Work to complete:
A complete response lists each line of the data below that includes the word "CountryBoundaries".

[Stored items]
○ ○ ○
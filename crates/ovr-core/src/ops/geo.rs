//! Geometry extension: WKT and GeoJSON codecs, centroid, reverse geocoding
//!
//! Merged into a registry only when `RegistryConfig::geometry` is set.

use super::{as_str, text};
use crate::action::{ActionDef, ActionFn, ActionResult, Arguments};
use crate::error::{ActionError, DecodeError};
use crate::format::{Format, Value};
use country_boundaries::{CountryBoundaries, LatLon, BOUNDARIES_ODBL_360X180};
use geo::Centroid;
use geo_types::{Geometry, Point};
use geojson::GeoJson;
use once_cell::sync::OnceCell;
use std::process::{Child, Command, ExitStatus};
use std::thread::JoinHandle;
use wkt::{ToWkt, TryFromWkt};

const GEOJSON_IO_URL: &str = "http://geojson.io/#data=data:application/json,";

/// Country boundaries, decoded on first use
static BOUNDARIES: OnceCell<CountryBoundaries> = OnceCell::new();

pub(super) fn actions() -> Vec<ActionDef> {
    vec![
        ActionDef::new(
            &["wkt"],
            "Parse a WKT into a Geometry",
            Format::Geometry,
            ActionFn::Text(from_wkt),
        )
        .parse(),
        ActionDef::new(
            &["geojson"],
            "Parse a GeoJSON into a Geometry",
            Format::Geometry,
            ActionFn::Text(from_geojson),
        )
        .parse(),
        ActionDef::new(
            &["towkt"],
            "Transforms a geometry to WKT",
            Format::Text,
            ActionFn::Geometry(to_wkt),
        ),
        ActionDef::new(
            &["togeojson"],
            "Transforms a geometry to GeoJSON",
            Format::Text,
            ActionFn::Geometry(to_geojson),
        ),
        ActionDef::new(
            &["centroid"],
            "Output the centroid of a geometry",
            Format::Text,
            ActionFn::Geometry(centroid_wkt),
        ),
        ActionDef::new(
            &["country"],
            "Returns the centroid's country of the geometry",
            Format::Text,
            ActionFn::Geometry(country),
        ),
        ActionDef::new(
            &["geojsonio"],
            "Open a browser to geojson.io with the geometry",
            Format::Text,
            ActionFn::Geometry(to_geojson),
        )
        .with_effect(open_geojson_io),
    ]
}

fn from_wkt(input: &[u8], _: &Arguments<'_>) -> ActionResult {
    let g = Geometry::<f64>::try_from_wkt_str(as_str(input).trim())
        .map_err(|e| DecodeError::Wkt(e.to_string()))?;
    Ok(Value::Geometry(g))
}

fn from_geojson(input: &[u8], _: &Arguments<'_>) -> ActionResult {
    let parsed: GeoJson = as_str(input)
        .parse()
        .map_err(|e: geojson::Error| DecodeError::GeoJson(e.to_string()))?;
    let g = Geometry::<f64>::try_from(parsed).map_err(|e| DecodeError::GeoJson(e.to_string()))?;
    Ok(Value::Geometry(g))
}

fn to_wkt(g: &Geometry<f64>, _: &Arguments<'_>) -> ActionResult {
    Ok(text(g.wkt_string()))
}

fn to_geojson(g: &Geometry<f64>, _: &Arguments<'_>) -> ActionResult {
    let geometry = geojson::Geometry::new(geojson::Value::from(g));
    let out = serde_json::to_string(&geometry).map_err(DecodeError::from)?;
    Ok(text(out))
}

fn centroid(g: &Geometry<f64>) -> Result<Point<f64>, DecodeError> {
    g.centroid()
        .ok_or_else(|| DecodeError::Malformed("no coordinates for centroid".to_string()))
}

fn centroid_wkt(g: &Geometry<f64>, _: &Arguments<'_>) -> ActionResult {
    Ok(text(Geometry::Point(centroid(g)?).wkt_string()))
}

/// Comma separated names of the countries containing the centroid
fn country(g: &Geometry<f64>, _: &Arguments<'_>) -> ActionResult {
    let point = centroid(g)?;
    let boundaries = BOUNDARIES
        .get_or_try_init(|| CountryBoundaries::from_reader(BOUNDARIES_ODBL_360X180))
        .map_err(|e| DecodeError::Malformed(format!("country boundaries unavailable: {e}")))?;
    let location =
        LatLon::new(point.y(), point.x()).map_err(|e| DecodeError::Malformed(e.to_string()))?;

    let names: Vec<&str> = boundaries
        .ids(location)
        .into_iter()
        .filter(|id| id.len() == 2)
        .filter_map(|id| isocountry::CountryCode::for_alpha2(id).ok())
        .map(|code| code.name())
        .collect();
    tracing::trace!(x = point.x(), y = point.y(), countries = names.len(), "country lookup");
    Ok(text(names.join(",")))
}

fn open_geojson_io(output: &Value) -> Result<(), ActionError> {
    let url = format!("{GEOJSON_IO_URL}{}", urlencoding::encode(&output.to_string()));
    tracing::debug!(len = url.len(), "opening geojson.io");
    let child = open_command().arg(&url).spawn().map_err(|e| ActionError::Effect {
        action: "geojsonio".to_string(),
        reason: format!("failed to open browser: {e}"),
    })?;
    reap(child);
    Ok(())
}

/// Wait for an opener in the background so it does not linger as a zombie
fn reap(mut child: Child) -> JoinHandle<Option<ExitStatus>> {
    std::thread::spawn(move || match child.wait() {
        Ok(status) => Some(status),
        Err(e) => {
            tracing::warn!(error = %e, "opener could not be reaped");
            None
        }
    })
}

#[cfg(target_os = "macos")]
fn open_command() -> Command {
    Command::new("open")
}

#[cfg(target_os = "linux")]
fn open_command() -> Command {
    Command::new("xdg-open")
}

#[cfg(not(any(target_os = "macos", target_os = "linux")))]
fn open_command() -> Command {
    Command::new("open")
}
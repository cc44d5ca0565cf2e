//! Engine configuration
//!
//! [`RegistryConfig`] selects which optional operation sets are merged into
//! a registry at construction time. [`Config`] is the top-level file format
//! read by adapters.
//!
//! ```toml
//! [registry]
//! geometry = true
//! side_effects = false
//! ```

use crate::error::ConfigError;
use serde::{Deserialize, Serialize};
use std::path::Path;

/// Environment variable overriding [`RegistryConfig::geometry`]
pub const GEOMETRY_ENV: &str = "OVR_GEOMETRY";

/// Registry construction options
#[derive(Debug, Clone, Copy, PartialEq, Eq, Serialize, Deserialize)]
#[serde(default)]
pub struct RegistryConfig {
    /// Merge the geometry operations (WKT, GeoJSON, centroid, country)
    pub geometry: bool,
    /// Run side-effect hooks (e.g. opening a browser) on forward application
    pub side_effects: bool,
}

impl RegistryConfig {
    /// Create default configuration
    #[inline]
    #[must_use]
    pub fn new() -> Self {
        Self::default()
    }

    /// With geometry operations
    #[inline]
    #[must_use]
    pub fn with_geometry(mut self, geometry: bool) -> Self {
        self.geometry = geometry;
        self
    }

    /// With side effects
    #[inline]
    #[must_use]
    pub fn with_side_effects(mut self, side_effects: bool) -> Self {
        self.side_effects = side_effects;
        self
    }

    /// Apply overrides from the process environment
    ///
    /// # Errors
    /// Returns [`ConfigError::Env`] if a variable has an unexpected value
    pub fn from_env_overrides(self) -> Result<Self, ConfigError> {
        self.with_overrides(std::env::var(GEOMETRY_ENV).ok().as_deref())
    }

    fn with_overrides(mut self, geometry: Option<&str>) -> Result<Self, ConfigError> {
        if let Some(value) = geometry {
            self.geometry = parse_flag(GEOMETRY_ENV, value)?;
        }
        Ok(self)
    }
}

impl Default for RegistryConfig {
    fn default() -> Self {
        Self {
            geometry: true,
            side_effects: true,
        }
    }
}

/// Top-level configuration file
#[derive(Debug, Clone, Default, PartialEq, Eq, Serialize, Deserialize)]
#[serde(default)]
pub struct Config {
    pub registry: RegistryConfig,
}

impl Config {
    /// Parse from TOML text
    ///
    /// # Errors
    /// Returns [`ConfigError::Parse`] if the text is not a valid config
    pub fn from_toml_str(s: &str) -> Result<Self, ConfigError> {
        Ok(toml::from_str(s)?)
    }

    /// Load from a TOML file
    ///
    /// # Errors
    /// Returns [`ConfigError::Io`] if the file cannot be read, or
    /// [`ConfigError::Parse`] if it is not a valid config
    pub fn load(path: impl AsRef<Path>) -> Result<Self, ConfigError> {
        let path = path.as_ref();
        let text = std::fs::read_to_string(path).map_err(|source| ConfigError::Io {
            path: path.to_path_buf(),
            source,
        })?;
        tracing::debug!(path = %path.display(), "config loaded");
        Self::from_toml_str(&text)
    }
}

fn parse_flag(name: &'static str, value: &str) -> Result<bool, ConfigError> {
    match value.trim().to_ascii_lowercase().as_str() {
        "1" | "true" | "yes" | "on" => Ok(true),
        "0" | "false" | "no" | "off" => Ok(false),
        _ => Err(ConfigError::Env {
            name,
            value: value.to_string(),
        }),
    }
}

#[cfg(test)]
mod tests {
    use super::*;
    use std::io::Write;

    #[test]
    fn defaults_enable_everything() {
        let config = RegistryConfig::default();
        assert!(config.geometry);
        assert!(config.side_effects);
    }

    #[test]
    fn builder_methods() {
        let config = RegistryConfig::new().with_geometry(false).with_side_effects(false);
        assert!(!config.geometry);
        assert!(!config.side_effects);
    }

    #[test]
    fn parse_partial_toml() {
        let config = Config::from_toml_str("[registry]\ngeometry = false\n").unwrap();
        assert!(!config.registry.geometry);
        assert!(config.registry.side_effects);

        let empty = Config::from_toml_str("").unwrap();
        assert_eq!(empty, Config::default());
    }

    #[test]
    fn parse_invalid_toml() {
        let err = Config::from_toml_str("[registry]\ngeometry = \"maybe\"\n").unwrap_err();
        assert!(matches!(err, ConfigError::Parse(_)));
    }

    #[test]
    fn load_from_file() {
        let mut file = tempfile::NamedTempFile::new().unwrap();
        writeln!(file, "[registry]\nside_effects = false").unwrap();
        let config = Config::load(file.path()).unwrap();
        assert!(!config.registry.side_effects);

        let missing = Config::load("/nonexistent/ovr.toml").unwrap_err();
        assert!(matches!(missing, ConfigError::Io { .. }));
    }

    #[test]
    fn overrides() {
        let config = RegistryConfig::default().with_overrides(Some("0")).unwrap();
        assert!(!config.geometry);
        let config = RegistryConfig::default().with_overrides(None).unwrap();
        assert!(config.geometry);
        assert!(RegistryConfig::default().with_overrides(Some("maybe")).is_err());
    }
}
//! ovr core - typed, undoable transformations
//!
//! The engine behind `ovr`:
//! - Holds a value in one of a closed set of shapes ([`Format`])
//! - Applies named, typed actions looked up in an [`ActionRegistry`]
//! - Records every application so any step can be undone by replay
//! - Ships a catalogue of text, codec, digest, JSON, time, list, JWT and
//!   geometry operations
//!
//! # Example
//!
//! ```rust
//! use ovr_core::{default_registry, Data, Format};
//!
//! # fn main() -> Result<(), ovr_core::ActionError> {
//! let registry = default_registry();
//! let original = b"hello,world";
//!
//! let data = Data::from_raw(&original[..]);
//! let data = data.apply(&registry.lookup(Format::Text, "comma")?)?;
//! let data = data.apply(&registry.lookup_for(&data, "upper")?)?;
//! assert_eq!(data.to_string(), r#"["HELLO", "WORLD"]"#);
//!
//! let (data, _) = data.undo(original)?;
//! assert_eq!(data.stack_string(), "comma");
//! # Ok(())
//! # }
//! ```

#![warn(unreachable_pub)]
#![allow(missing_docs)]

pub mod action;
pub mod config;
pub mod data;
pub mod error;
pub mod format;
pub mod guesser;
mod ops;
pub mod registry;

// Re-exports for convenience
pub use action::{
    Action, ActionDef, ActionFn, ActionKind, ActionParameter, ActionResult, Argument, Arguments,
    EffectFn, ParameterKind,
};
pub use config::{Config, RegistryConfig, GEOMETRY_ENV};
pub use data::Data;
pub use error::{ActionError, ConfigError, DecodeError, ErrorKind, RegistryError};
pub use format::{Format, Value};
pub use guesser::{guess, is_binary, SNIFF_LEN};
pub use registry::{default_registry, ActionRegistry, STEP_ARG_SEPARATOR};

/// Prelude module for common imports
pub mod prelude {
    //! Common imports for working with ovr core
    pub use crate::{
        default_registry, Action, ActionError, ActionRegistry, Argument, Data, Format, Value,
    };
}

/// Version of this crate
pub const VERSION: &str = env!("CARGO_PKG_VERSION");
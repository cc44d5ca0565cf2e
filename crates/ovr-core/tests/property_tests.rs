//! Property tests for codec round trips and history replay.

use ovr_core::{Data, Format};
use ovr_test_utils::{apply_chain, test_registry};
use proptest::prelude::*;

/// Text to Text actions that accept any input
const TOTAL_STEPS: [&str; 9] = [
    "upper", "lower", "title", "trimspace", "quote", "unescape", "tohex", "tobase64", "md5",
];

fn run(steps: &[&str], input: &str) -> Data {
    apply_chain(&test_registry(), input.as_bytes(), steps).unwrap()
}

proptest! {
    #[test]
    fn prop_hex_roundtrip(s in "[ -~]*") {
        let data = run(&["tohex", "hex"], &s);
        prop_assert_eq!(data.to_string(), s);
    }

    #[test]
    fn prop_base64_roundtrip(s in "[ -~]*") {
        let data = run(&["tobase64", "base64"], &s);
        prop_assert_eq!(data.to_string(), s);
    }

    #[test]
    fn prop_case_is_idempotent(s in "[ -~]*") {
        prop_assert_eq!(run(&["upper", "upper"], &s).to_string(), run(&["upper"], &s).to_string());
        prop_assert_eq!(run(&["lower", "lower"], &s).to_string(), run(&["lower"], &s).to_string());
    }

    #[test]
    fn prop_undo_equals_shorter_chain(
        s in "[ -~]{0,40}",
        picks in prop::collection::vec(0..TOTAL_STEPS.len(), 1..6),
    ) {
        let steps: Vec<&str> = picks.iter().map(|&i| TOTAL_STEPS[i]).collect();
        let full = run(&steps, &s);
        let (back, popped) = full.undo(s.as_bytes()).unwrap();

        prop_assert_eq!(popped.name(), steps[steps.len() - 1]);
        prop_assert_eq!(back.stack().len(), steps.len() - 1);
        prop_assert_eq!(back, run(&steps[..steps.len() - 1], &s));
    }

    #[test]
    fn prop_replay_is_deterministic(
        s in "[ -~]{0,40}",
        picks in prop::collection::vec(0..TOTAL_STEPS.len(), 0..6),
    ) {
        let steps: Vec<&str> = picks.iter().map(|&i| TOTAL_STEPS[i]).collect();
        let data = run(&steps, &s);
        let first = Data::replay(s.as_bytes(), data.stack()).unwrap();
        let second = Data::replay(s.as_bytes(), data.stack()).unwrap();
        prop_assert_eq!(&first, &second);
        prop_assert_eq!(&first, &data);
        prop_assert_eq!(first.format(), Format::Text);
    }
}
○ ○ ○
Exercise result:
use country_boundaries::{CountryBoundaries, LatLon, BOUNDARIES_ODBL_360X180};
static BOUNDARIES: OnceCell<CountryBoundaries> = OnceCell::new();
        .get_or_try_init(|| CountryBoundaries::from_reader(BOUNDARIES_ODBL_360X180))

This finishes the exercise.